Constructores de sueños
Con gran alegría centenas de albañiles celebran su día en las obras
Dolores
Bardas, muros, losas, concretos, bordes, pisos y demás detalles, forman las construcciones, que a veces se convierten en nidos acogedores para albergar a las familias, sólo las manos trabajadoras de los albañiles pueden hacerlo realidad.
Muchos no cuentan con estudios, por lo regular aprendieron el oficio de sus familiares. Una de las peculiaridades que los caracteriza es su buen humor y el compañerismo que logran establecer en cada proyecto.
Comentó que esta labor la lleva a cabo con gran agrado ya que, desde hace dos años, sus actividades le permiten viajar a distintos lugares y salir de su hogar haciendo cosas diferentes, aprendiendo de lo que los señores más grandes y con más experiencia le enseñan.
“Mi papá fue quien me enseñó, él es ‘Macuarro’, y un día me dijo que pa´ los libros no había porque eran caros. Me gusta porque no hacemos siempre los mismo y nunca dejas de aprender”.
El joven destacó que, dentro de las nuevas enseñanzas que obtiene es manipular las grandes maquinarias como el rodillo y la retroexcavadora.

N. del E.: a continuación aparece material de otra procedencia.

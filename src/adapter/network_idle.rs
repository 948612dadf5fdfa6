//! Network-quiet detection for `WaitUntil::NetworkIdle`.
//!
//! Listeners are attached before navigation starts; [`NetworkIdleTracker::wait_for_quiet`]
//! then resolves once no tracked request has been in flight for the quiet
//! window. Requests older than the stall threshold are forced complete so a
//! long-polling endpoint cannot hold the wait open.

use std::collections::HashMap;
use std::pin::Pin;

use chromiumoxide::cdp::IntoEventKind;
use chromiumoxide::cdp::browser_protocol::network::{
    EventLoadingFailed, EventLoadingFinished, EventRequestServedFromCache,
    EventRequestWillBeSent, ResourceType,
};
use chromiumoxide::listeners::EventStream;
use chromiumoxide::page::Page;
use futures_util::StreamExt;
use serde_json::json;
use tokio::sync::mpsc;
use tokio::task::JoinHandle;
use tokio::time::{self, Duration, Instant, MissedTickBehavior, Sleep};

use crate::logging::HarvestLogger;
use crate::session::SessionError;

/// No request for this long counts as idle.
pub const QUIET_WINDOW: Duration = Duration::from_millis(500);
/// In-flight requests older than this are treated as finished.
pub const STALL_THRESHOLD: Duration = Duration::from_secs(2);

#[derive(Debug)]
enum NetworkEvent {
    /// `seen_at` is stamped by the listener task when the event arrives.
    Started {
        request_id: String,
        url: String,
        seen_at: Instant,
    },
    Finished { request_id: String },
}

pub struct NetworkIdleTracker {
    rx: mpsc::UnboundedReceiver<NetworkEvent>,
    listeners: Vec<JoinHandle<()>>,
}

impl NetworkIdleTracker {
    pub async fn attach(page: &Page) -> Result<Self, SessionError> {
        let (tx, rx) = mpsc::unbounded_channel();
        let listeners = vec![
            spawn_listener(
                page.event_listener::<EventRequestWillBeSent>()
                    .await
                    .map_err(listener_error)?,
                tx.clone(),
                |ev: EventRequestWillBeSent| {
                    if matches!(
                        ev.r#type.as_ref(),
                        Some(ResourceType::WebSocket | ResourceType::EventSource)
                    ) {
                        return None;
                    }
                    Some(NetworkEvent::Started {
                        request_id: ev.request_id.as_ref().to_string(),
                        url: ev.request.url.clone(),
                        seen_at: Instant::now(),
                    })
                },
            ),
            spawn_listener(
                page.event_listener::<EventLoadingFinished>()
                    .await
                    .map_err(listener_error)?,
                tx.clone(),
                |ev: EventLoadingFinished| {
                    Some(NetworkEvent::Finished {
                        request_id: ev.request_id.as_ref().to_string(),
                    })
                },
            ),
            spawn_listener(
                page.event_listener::<EventLoadingFailed>()
                    .await
                    .map_err(listener_error)?,
                tx.clone(),
                |ev: EventLoadingFailed| {
                    Some(NetworkEvent::Finished {
                        request_id: ev.request_id.as_ref().to_string(),
                    })
                },
            ),
            spawn_listener(
                page.event_listener::<EventRequestServedFromCache>()
                    .await
                    .map_err(listener_error)?,
                tx,
                |ev: EventRequestServedFromCache| {
                    Some(NetworkEvent::Finished {
                        request_id: ev.request_id.as_ref().to_string(),
                    })
                },
            ),
        ];
        Ok(Self { rx, listeners })
    }

    /// Resolve once the network has been quiet for [`QUIET_WINDOW`].
    ///
    /// Unbounded; the caller supplies the deadline.
    pub async fn wait_for_quiet(mut self, logger: &HarvestLogger) {
        let mut inflight = InflightRequests::default();
        let mut stall_tick = time::interval(QUIET_WINDOW);
        stall_tick.set_missed_tick_behavior(MissedTickBehavior::Delay);

        let mut quiet_timer: Option<Pin<Box<Sleep>>> = None;
        start_quiet_timer(&mut quiet_timer);

        loop {
            tokio::select! {
                maybe_event = self.rx.recv() => {
                    match maybe_event {
                        Some(event) => inflight.apply(event, &mut quiet_timer),
                        None => break,
                    }
                }
                _ = async {
                    if let Some(timer) = quiet_timer.as_mut() {
                        timer.as_mut().await;
                    }
                }, if quiet_timer.is_some() => {
                    break;
                }
                _ = stall_tick.tick() => {
                    inflight.sweep_stalled(&mut quiet_timer, logger);
                }
            }
        }
    }
}

impl Drop for NetworkIdleTracker {
    fn drop(&mut self) {
        for handle in self.listeners.drain(..) {
            handle.abort();
        }
    }
}

/// Request id to `(url, seen_at)`.
#[derive(Default)]
struct InflightRequests {
    requests: HashMap<String, (String, Instant)>,
}

impl InflightRequests {
    fn apply(&mut self, event: NetworkEvent, quiet_timer: &mut Option<Pin<Box<Sleep>>>) {
        match event {
            NetworkEvent::Started {
                request_id,
                url,
                seen_at,
            } => {
                self.requests.insert(request_id, (url, seen_at));
                quiet_timer.take();
            }
            NetworkEvent::Finished { request_id } => self.finish(&request_id, quiet_timer),
        }
        if self.requests.is_empty() {
            start_quiet_timer(quiet_timer);
        }
    }

    fn finish(&mut self, request_id: &str, quiet_timer: &mut Option<Pin<Box<Sleep>>>) {
        if self.requests.remove(request_id).is_some() {
            quiet_timer.take();
        }
        if self.requests.is_empty() {
            start_quiet_timer(quiet_timer);
        }
    }

    fn sweep_stalled(&mut self, quiet_timer: &mut Option<Pin<Box<Sleep>>>, logger: &HarvestLogger) {
        let now = Instant::now();
        let stalled: Vec<(String, String)> = self
            .requests
            .iter()
            .filter(|(_, (_, seen_at))| now.saturating_duration_since(*seen_at) > STALL_THRESHOLD)
            .map(|(request_id, (url, _))| (request_id.clone(), url.clone()))
            .collect();

        for (request_id, url) in stalled {
            logger.debug(
                "forcing completion of stalled request",
                Some("network-idle"),
                Some(json!({ "url": url })),
            );
            self.finish(&request_id, quiet_timer);
        }
    }
}

fn start_quiet_timer(timer: &mut Option<Pin<Box<Sleep>>>) {
    if timer.is_none() {
        timer.replace(Box::pin(time::sleep(QUIET_WINDOW)));
    }
}

fn listener_error(err: impl std::fmt::Display) -> SessionError {
    SessionError::Message(format!("failed to attach network listener: {err}"))
}

fn spawn_listener<T, F>(
    mut stream: EventStream<T>,
    tx: mpsc::UnboundedSender<NetworkEvent>,
    map: F,
) -> JoinHandle<()>
where
    T: IntoEventKind + Clone + Unpin + Send + 'static,
    F: Fn(T) -> Option<NetworkEvent> + Send + 'static,
{
    tokio::spawn(async move {
        while let Some(event) = stream.next().await {
            let Some(mapped) = map((*event).clone()) else {
                continue;
            };
            if tx.send(mapped).is_err() {
                break;
            }
        }
    })
}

“Más que nada le damos gracias Dios por el trabajo, porque nos echa la mano para que todo salga bien, y que nos siga cuidando, porque no somos de aquí”.
Mauricio Ferrer Fuentes dijo que sus compañeros de obra son Rubén Jiménez Ruíz, Javier Mejía Alegría, Giovanni de Jesús Cosme, Rogelio Bolaños Fuertes y Efraín Jiménez García.
Paz González, carga en su bolsillo de la rodilla una bocina, misma que le sirve para escuchar la música regional mexicana, y donde el locutor les va indicando la hora para comer, o bien, para irse a descansar a sus hogares.
“Aquí la traigo (la bocina), le vamos cambiando para ver que canciones ponen en la radio o luego le meto una memoria y ya escuchamos música todo el día”, mencionó mientras al fondo se escuchaba “Cuestión olvidada”, de los Tigres del Norte.
“Las cosas que a uno le pasan en la construcción no se repiten. Nos pasan cosas con los colados, las maquinas, el tiempo y cuando comemos”.
Zamora Piña recomendó como mejor temporada para construir los meses de mayo o diciembre, ya que es cuando las personas pueden hacer más trabajos debido a que tienen más recursos, derivado de que se pagan utilidades y aguinaldos.